O movimento Diretas Já transformou sua carreira? Foi o grande trabalho que fiz na vida. Mas já tentaram apagar minha importância no movimento. Uma série da Globo, Os Dias Eram Assim, ignorou minha participação. No comício da Candelária, no Rio, cantei Menestrel das Alagoas a mais de 1 milhão de pessoas. Mas, em vez de mim, a série mostrou Milton Nascimento cantando Coração de Estudante.
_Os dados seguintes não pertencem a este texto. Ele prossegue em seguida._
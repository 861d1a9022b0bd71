//! Forgiving readers for stored placement metadata.
//!
//! Layouts written by hand or by older tools may carry nulls, strings or
//! negative numbers where a count is expected. Each helper maps such values
//! to the field's fallback instead of failing the whole layout.

use serde::de::IgnoredAny;
use serde::{Deserialize, Deserializer};

use crate::layout::fit::Placement;

#[derive(Deserialize)]
#[serde(untagged)]
enum LooseNumber {
    Number(f64),
    Text(String),
    Other(IgnoredAny),
}

/// Number carried by the value, if any; numeric strings are accepted.
pub(crate) fn number<'de, D>(deserializer: D) -> Result<Option<f64>, D::Error>
where
    D: Deserializer<'de>,
{
    let value = match LooseNumber::deserialize(deserializer)? {
        LooseNumber::Number(number) => Some(number),
        LooseNumber::Text(text) => text.trim().parse::<f64>().ok(),
        LooseNumber::Other(_) => None,
    };
    Ok(value.filter(|number| number.is_finite()))
}

fn whole(number: f64) -> Option<u32> {
    let number = number.trunc();
    (number >= 0.0 && number <= u32::MAX as f64).then_some(number as u32)
}

/// Grid offset; anything unreadable or negative is `0`.
pub(crate) fn offset<'de, D>(deserializer: D) -> Result<u32, D::Error>
where
    D: Deserializer<'de>,
{
    Ok(number(deserializer)?.and_then(whole).unwrap_or(0))
}

/// Span length; anything unreadable or below one cell is `1`.
pub(crate) fn span<'de, D>(deserializer: D) -> Result<u32, D::Error>
where
    D: Deserializer<'de>,
{
    Ok(number(deserializer)?.and_then(whole).filter(|&span| span > 0).unwrap_or(1))
}

/// Font size in px; anything unreadable or zero is absent.
pub(crate) fn font_size<'de, D>(deserializer: D) -> Result<Option<u32>, D::Error>
where
    D: Deserializer<'de>,
{
    Ok(number(deserializer)?.and_then(whole).filter(|&size| size > 0))
}

#[derive(Deserialize)]
#[serde(untagged)]
enum LoosePlacement {
    Valid(Placement),
    Other(IgnoredAny),
}

/// Whole placement record; anything that is not an object is the default.
pub(crate) fn placement<'de, D>(deserializer: D) -> Result<Placement, D::Error>
where
    D: Deserializer<'de>,
{
    Ok(match LoosePlacement::deserialize(deserializer)? {
        LoosePlacement::Valid(placement) => placement,
        LoosePlacement::Other(_) => Placement::default(),
    })
}
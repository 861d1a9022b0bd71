use std::fmt::{self, Write as _};

use poster_layout::{DecorativeGlyph, PlacedModule, PosterLayout};

const GRID_LINE_COLOR: &str = "rgba(0,0,255,0.12)";

/// Static SVG preview of a layout.
///
/// Modules are drawn as single-line text centred in their boxes; wrapping is
/// left to the viewer's imagination.
pub fn render(layout: &PosterLayout) -> Result<String, fmt::Error> {
    let mut out = String::new();
    write_document(&mut out, layout)?;
    Ok(out)
}

fn write_document(out: &mut String, layout: &PosterLayout) -> fmt::Result {
    let width = layout.canvas.width;
    let height = layout.canvas.height;

    writeln!(
        out,
        r##"<svg xmlns="http://www.w3.org/2000/svg" width="{width}" height="{height}" viewBox="0 0 {width} {height}">"##
    )?;
    writeln!(out, r##"  <rect width="{width}" height="{height}" fill="#fff"/>"##)?;

    let (columns, rows) = layout.grid_lines();
    for x in columns {
        writeln!(
            out,
            r##"  <line x1="{x}" y1="0" x2="{x}" y2="{height}" stroke="{GRID_LINE_COLOR}"/>"##
        )?;
    }
    for y in rows {
        writeln!(
            out,
            r##"  <line x1="0" y1="{y}" x2="{width}" y2="{y}" stroke="{GRID_LINE_COLOR}"/>"##
        )?;
    }

    for glyph in &layout.glyphs {
        write_glyph(out, glyph)?;
    }
    for module in &layout.modules {
        write_module(out, module)?;
    }

    out.write_str("</svg>\n")
}

fn write_glyph(out: &mut String, glyph: &DecorativeGlyph) -> fmt::Result {
    writeln!(
        out,
        r##"  <text x="{x}" y="{y}" font-size="{size}" font-family="{family}" text-anchor="middle" dominant-baseline="central" transform="rotate({rot} {x} {y})">{text}</text>"##,
        x = glyph.left,
        y = glyph.top,
        size = glyph.font_size,
        family = escape(&glyph.font_family),
        rot = glyph.rotation.degrees(),
        text = escape(&glyph.text),
    )
}

fn write_module(out: &mut String, module: &PlacedModule) -> fmt::Result {
    let bounds = module.bounds;
    let x = bounds.left + bounds.width / 2.0;
    let y = bounds.top + bounds.height / 2.0;
    writeln!(
        out,
        r##"  <text x="{x}" y="{y}" font-size="{size}" font-weight="{weight}" font-family="{family}" text-anchor="middle" dominant-baseline="central" transform="rotate({rot} {x} {y})">{text}</text>"##,
        size = module.font_size.unwrap_or_default(),
        weight = module.module.weight,
        family = escape(&module.font_family),
        rot = module.placement.rotation.degrees(),
        text = escape(&module.module.value),
    )
}

fn escape(text: &str) -> String {
    let mut escaped = String::with_capacity(text.len());
    for c in text.chars() {
        match c {
            '&' => escaped.push_str("&amp;"),
            '<' => escaped.push_str("&lt;"),
            '>' => escaped.push_str("&gt;"),
            '"' => escaped.push_str("&quot;"),
            _ => escaped.push(c),
        }
    }
    escaped
}

#[cfg(test)]
mod tests {
    use poster_layout::{CanvasSize, GridShape};

    use super::*;

    #[test]
    fn escapes_markup() {
        assert_eq!(escape(r##"<a & "b">"##), "&lt;a &amp; &quot;b&quot;&gt;");
    }

    #[test]
    fn draws_interior_grid_lines() {
        let layout = PosterLayout {
            canvas: CanvasSize::new(300.0, 450.0),
            grid_index: 0,
            grid: GridShape::rect(3, 2),
            modules: Vec::new(),
            glyphs: Vec::new(),
        };
        let svg = render(&layout).unwrap();
        assert_eq!(svg.matches("<line").count(), 3);
        assert!(svg.starts_with("<svg"));
        assert!(svg.ends_with("</svg>\n"));
    }
}
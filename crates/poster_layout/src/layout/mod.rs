//! Placement of text modules and decorative glyphs on the grid.

pub mod fit;
pub mod overlay;
pub mod placement;
pub mod refit;
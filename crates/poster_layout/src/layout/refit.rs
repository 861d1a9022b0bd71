use log::{debug, warn};

use super::fit::{self, FitRequest};
use super::placement::PlacedModule;
use crate::catalog::grid::GridShape;
use crate::config::PlacementConfig;
use crate::geometry::CanvasSize;
use crate::measure::TextMeasurer;

/// Re-fits a placed module to a new canvas size.
///
/// Span and rotation are reused as stored and the shrink loop starts from the
/// stored base size, so the result only depends on `(grid, canvas)`. The base
/// size itself is left untouched; growing the canvas again recovers it.
pub fn refit_module<M: TextMeasurer + ?Sized>(
    placed: &mut PlacedModule,
    grid: &GridShape,
    canvas: CanvasSize,
    config: &PlacementConfig,
    measurer: &M,
) {
    let base = match (placed.placement.base_font_size, placed.font_size) {
        (Some(base), _) => base,
        (None, Some(current)) => {
            debug!("{} has no base font size, starting from {current}px", placed.module.key);
            current
        },
        (None, None) => {
            warn!(
                "{} has no font size metadata, using {}px",
                placed.module.key, config.fallback_font_size
            );
            config.fallback_font_size
        },
    };
    let base = base.max(config.min_font_size);
    placed.placement.base_font_size = Some(base);

    let placement = placed.placement;
    let area = fit::available_area(&placement, grid, canvas, config);
    let request = FitRequest {
        text: &placed.module.value,
        family: &placed.font_family,
        weight: placed.module.weight,
        rotation: placement.rotation,
    };
    let fitted = fit::shrink_to_fit(measurer, request, area, base, config.min_font_size);

    placed.font_size = Some(fitted.font_size);
    placed.bounds = fit::center_in_span(&placement, grid, canvas, fitted.extent);
}

#[cfg(test)]
mod tests {
    use rand::rngs::StdRng;
    use rand::SeedableRng;

    use super::*;
    use crate::catalog::font::FontCatalog;
    use crate::layout::fit::Placement;
    use crate::layout::placement::PlacementEngine;
    use crate::measure::MetricMeasurer;
    use crate::modules::{ModuleKey, TextModule};

    fn placed(text: &str) -> PlacedModule {
        let config = PlacementConfig::default();
        let fonts = FontCatalog::default();
        let mut rng = StdRng::seed_from_u64(17);
        PlacementEngine::new(&config, &fonts).place(
            &TextModule::new(ModuleKey::Headline, text),
            &GridShape::square(4),
            CanvasSize::new(300.0, 450.0),
            &MetricMeasurer::default(),
            &mut rng,
        )
    }

    #[test]
    fn refit_is_idempotent() {
        let config = PlacementConfig::default();
        let measurer = MetricMeasurer::default();
        let grid = GridShape::square(4);
        let mut module = placed("OPEN AIR");

        for canvas in [CanvasSize::new(200.0, 300.0), CanvasSize::new(500.0, 750.0)] {
            refit_module(&mut module, &grid, canvas, &config, &measurer);
            let first = module.clone();
            refit_module(&mut module, &grid, canvas, &config, &measurer);
            assert_eq!(module, first);
        }
    }

    #[test]
    fn refit_at_original_size_reproduces_placement() {
        let config = PlacementConfig::default();
        let grid = GridShape::square(4);
        let original = placed("OPEN AIR");
        let mut module = original.clone();

        refit_module(
            &mut module,
            &grid,
            CanvasSize::new(300.0, 450.0),
            &config,
            &MetricMeasurer::default(),
        );
        assert_eq!(module, original);
    }

    #[test]
    fn shrinking_then_growing_restores_size() {
        let config = PlacementConfig::default();
        let measurer = MetricMeasurer::default();
        let grid = GridShape::square(4);
        let original = placed("CONCERT");
        let mut module = original.clone();

        refit_module(&mut module, &grid, CanvasSize::new(100.0, 150.0), &config, &measurer);
        assert!(module.font_size <= original.font_size);
        assert_eq!(module.placement, original.placement);

        refit_module(&mut module, &grid, CanvasSize::new(300.0, 450.0), &config, &measurer);
        assert_eq!(module.font_size, original.font_size);
    }

    #[test]
    fn missing_metadata_degrades_to_defaults() {
        let config = PlacementConfig::default();
        let mut module = PlacedModule {
            module: TextModule::new(ModuleKey::Sub, "x"),
            font_family: String::from("Arial, sans-serif"),
            placement: Placement::default(),
            font_size: None,
            bounds: Default::default(),
        };

        refit_module(
            &mut module,
            &GridShape::square(2),
            CanvasSize::new(300.0, 450.0),
            &config,
            &MetricMeasurer::default(),
        );

        assert_eq!(module.placement.base_font_size, Some(16));
        assert_eq!(module.font_size, Some(16));
        assert_eq!(module.placement.span_cols, 1);
    }

    #[test]
    fn base_below_floor_is_raised() {
        let config = PlacementConfig::default();
        let mut module = placed("A");
        module.placement.base_font_size = Some(3);

        refit_module(
            &mut module,
            &GridShape::square(4),
            CanvasSize::new(300.0, 450.0),
            &config,
            &MetricMeasurer::default(),
        );
        assert_eq!(module.font_size, Some(8));
    }
}
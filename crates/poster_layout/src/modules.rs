use std::fmt;

use serde::{Deserialize, Serialize};

use crate::PosterError;

/// Role of a text field on the poster.
#[derive(Clone, Copy, Debug, PartialEq, Eq, Hash, Serialize, Deserialize)]
#[serde(rename_all = "lowercase")]
pub enum ModuleKey {
    Headline,
    Sub,
    Info,
    Date,
}

impl ModuleKey {
    /// Reading order of the input fields.
    pub const ALL: [ModuleKey; 4] =
        [ModuleKey::Headline, ModuleKey::Sub, ModuleKey::Info, ModuleKey::Date];

    /// Font weight (100–900 scale) assigned to the role.
    pub fn weight(self) -> u16 {
        match self {
            ModuleKey::Headline => 900,
            ModuleKey::Sub => 500,
            ModuleKey::Info => 300,
            ModuleKey::Date => 200,
        }
    }
}

impl fmt::Display for ModuleKey {
    fn fmt(&self, f: &mut fmt::Formatter<'_>) -> fmt::Result {
        let name = match self {
            ModuleKey::Headline => "headline",
            ModuleKey::Sub => "sub",
            ModuleKey::Info => "info",
            ModuleKey::Date => "date",
        };
        f.write_str(name)
    }
}

#[derive(Clone, Debug, PartialEq, Eq, Serialize, Deserialize)]
pub struct TextModule {
    pub key: ModuleKey,
    pub value: String,
    pub weight: u16,
}

impl TextModule {
    pub fn new(key: ModuleKey, value: impl Into<String>) -> Self {
        Self { key, value: value.into(), weight: key.weight() }
    }
}

/// Raw contents of the four input fields.
#[derive(Clone, Debug, Default, PartialEq, Eq)]
pub struct ModuleInput {
    pub headline: Option<String>,
    pub sub: Option<String>,
    pub info: Option<String>,
    pub date: Option<String>,
}

impl ModuleInput {
    fn field(&self, key: ModuleKey) -> Option<&str> {
        match key {
            ModuleKey::Headline => self.headline.as_deref(),
            ModuleKey::Sub => self.sub.as_deref(),
            ModuleKey::Info => self.info.as_deref(),
            ModuleKey::Date => self.date.as_deref(),
        }
    }
}

/// Trimmed, non-empty modules in field order.
///
/// Fails with [`PosterError::NoModules`] when every field is blank.
pub fn read_modules(input: &ModuleInput) -> Result<Vec<TextModule>, PosterError> {
    let modules: Vec<TextModule> = ModuleKey::ALL
        .into_iter()
        .filter_map(|key| {
            let value = input.field(key)?.trim();
            (!value.is_empty()).then(|| TextModule::new(key, value))
        })
        .collect();

    if modules.is_empty() {
        return Err(PosterError::NoModules);
    }

    Ok(modules)
}

#[cfg(test)]
mod tests {
    use super::*;

    #[test]
    fn trims_and_skips_blank_fields() {
        let input = ModuleInput {
            headline: Some(String::from("  SALE ")),
            sub: Some(String::from("   ")),
            info: None,
            date: Some(String::from("12.06.")),
        };

        let modules = read_modules(&input).unwrap();
        assert_eq!(
            modules,
            vec![
                TextModule { key: ModuleKey::Headline, value: String::from("SALE"), weight: 900 },
                TextModule { key: ModuleKey::Date, value: String::from("12.06."), weight: 200 },
            ]
        );
    }

    #[test]
    fn keeps_field_order() {
        let input = ModuleInput {
            headline: Some(String::from("a")),
            sub: Some(String::from("b")),
            info: Some(String::from("c")),
            date: Some(String::from("d")),
        };

        let keys: Vec<ModuleKey> = read_modules(&input).unwrap().iter().map(|m| m.key).collect();
        assert_eq!(keys, ModuleKey::ALL.to_vec());
    }

    #[test]
    fn all_blank_is_rejected() {
        let input = ModuleInput { sub: Some(String::from("\t\n")), ..ModuleInput::default() };
        assert!(matches!(read_modules(&input), Err(PosterError::NoModules)));
        assert!(matches!(read_modules(&ModuleInput::default()), Err(PosterError::NoModules)));
    }
}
Eu fiquei tão… Olha, foi falta de pesquisa, igno­rân­cia ou sacanagem.

Seus posicionamentos já renderam muito preconceito? A esquerda e a direita torceram o nariz quando apoiei Tancredo Neves para presidente, em 1984. O (colunista) Zózimo Barrozo do Amaral (1941-1997) falou tão mal de mim que eu queria pegá-lo de porrada. Fui impedida pelo Armando Nogueira (ex-jornalista da Globo, morto em 2010). Mas quando o (presidente) Fernando Collor sofreu impeachment, em 1992, eu e Armando fomos comemorar na casa do Roberto Irineu Marinho (sócio da Globo). Quando entrei, dei de cara com o Zózimo, que me perguntou se eu estava bem. Disse que sim porque ele não tinha conseguido acabar comigo. Terminou com o Zózimo me chamando de rancorosa e eu dizendo que ia quebrar a cara dele. Se não tivesse a turma do deixa-disso, eu ia mesmo bater no cara.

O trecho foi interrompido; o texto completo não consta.